> TASK PROMPT
Each record should be reproduced exactly.

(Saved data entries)
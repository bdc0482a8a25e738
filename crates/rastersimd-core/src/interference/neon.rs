//! ARM NEON interference kernels.

use std::arch::aarch64::*;

use crate::memory::align_lo;
pub(crate) use crate::simd::neon::HA;
use crate::simd::neon::right_not_zero_u8;
use crate::view::{Raster, RasterMut};

#[inline]
fn change_vector<const INCREMENT: bool>(s: int16x8_t, value: int16x8_t, saturation: int16x8_t) -> int16x8_t {
    // SAFETY: NEON is always available on aarch64.
    unsafe {
        if INCREMENT {
            vminq_s16(vqaddq_s16(s, value), saturation)
        } else {
            vmaxq_s16(vqsubq_s16(s, value), saturation)
        }
    }
}

pub(crate) fn change<const INCREMENT: bool>(statistic: &mut RasterMut<'_, i16>, value: u8, saturation: i16) {
    let width = statistic.width();
    let body = align_lo(width, HA);
    // SAFETY: NEON is always available on aarch64.
    let tail_mask = unsafe { vreinterpretq_u16_u8(right_not_zero_u8((width - body) * 2)) };
    for y in 0..statistic.height() {
        let row = statistic.row_mut(y).as_mut_ptr();
        // SAFETY: Loads and stores cover `col..col + HA` with `col + HA <= width`,
        // or the last full vector at `width - HA`; the caller guarantees `width >= HA`.
        // Reason: NEON intrinsics on raw row pointers for throughput.
        unsafe {
            let value = vdupq_n_s16(i16::from(value));
            let saturation = vdupq_n_s16(saturation);
            let mut col = 0;
            while col < body {
                let p = row.add(col);
                vst1q_s16(p, change_vector::<INCREMENT>(vld1q_s16(p), value, saturation));
                col += HA;
            }
            if body != width {
                let p = row.add(width - HA);
                let s = vld1q_s16(p);
                let changed = change_vector::<INCREMENT>(s, value, saturation);
                vst1q_s16(p, vbslq_s16(tail_mask, changed, s));
            }
        }
    }
}

pub(crate) fn change_masked<const INCREMENT: bool>(
    statistic: &mut RasterMut<'_, i16>,
    value: u8,
    saturation: i16,
    mask: &Raster<'_, u8>,
    index: u8,
) {
    let width = statistic.width();
    let body = align_lo(width, HA);
    // SAFETY: NEON is always available on aarch64.
    let tail_mask = unsafe { vreinterpretq_u16_u8(right_not_zero_u8((width - body) * 2)) };
    for y in 0..statistic.height() {
        let row = statistic.row_mut(y).as_mut_ptr();
        let m = mask.row(y).as_ptr();
        // SAFETY: Same bounds as `change`; mask rows have the statistic width
        // and are read eight bytes at a time.
        // Reason: NEON intrinsics on raw row pointers for throughput.
        unsafe {
            let value = vdupq_n_s16(i16::from(value));
            let saturation = vdupq_n_s16(saturation);
            let index = vdup_n_u8(index);
            let select_lanes = |col: usize| {
                let eq = vceq_u8(vld1_u8(m.add(col)), index);
                vreinterpretq_u16_s16(vmovl_s8(vreinterpret_s8_u8(eq)))
            };
            let mut col = 0;
            while col < body {
                let p = row.add(col);
                let s = vld1q_s16(p);
                let changed = change_vector::<INCREMENT>(s, value, saturation);
                vst1q_s16(p, vbslq_s16(select_lanes(col), changed, s));
                col += HA;
            }
            if body != width {
                let col = width - HA;
                let p = row.add(col);
                let s = vld1q_s16(p);
                let changed = change_vector::<INCREMENT>(s, value, saturation);
                let select = vandq_u16(select_lanes(col), tail_mask);
                vst1q_s16(p, vbslq_s16(select, changed, s));
            }
        }
    }
}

> YOUR SOLUTION
repository bdc0482a8a25e738
filename crates/rastersimd-core/src/interference/neon.rs
//! ARM NEON interference kernels.

use std::arch::aarch64::*;

use crate::memory::align_lo;
pub(crate) use crate::simd::neon::HA;
use crate::simd::neon::right_not_zero_u8;
use crate::view::{Raster, RasterMut};

#[inline]
fn change_vector<const INCREMENT: bool>(s: int16x8_t, value: int16x8_t, saturation: int16x8_t) -> int16x8_t {
    // SAFETY: NEON is always available on aarch64.
    unsafe {
        if INCREMENT {
            vminq_s16(vqaddq_s16(s, value), saturation)
        } else {
            vmaxq_s16(vqsubq_s16(s, value), saturation)
        }
    }
}

pub(crate) fn change<const INCREMENT: bool>(statistic: &mut RasterMut<'_, i16>, value: u8, saturation: i16) {
    let width = statistic.width();
    let body = align_lo(width, HA);
    // SAFETY: NEON is always available on aarch64.
    let tail_mask = unsafe { vreinterpretq_u16_u8(right_not_zero_u8((width - body) * 2)) };
    for y in 0..statistic.height() {
        let row = statistic.row_mut(y).as_mut_ptr();
        // SAFETY: Loads and stores cover `col..col + HA` with `col + HA <= width`,
        // or the last full vector at `width - HA`; the caller guarantees `width >= HA`.
        // Reason: NEON intrinsics on raw row pointers for throughput.
        unsafe {
            let value = vdupq_n_s16(i16::from(value));
            let saturation = vdupq_n_s16(saturation);
            let mut col = 0;
            while col < body {
                let p = row.add(col);
                vst1q_s16(p, change_vector::<INCREMENT>(vld1q_s16(p), value, saturation));
                col += HA;
            }
            if body != width {
                let p = row.add(width - HA);
                let s = vld1q_s16(p);
                let changed = change_vector::<INCREMENT>(s, value, saturation);
                vst1q_s16(p, vbslq_s16(tail_mask, changed, s));
            }
        }
    }
}

pub(crate) fn change_masked<const INCREMENT: bool>(
    statistic: &mut RasterMut<'_, i16>,
    value: u8,
    saturation: i16,
    mask: &Raster<'_, u8>,
    index: u8,
) {
    let width = statistic.width();
    let body = align_lo(width, HA);
    // SAFETY: NEON is always available on aarch64.
    let tail_mask = unsafe { vreinterpretq_u16_u8(right_not_zero_u8((width - body) * 2)) };
    for y in 0..statistic.height() {
        let row = statistic.row_mut(y).as_mut_ptr();
        let m = mask.row(y).as_ptr();
        // SAFETY: Same bounds as `change`; mask rows have the statistic width
        // and are read eight bytes at a time.
        // Reason: NEON intrinsics on raw row pointers for throughput.
        unsafe {
            let value = vdupq_n_s16(i16::from(value));
            let saturation = vdupq_n_s16(saturation);
            let index = vdup_n_u8(index);
            let select_lanes = |col: usize| {
                let eq = vceq_u8(vld1_u8(m.add(col)), index);
                vreinterpretq_u16_s16(vmovl_s8(vreinterpret_s8_u8(eq)))
            };
            let mut col = 0;
            while col < body {
                let p = row.add(col);
                let s = vld1q_s16(p);
                let changed = change_vector::<INCREMENT>(s, value, saturation);
                vst1q_s16(p, vbslq_s16(select_lanes(col), changed, s));
                col += HA;
            }
            if body != width {
                let col = width - HA;
                let p = row.add(col);
                let s = vld1q_s16(p);
                let changed = change_vector::<INCREMENT>(s, value, saturation);
                let select = vandq_u16(select_lanes(col), tail_mask);
                vst1q_s16(p, vbslq_s16(select, changed, s));
            }
        }
    }
}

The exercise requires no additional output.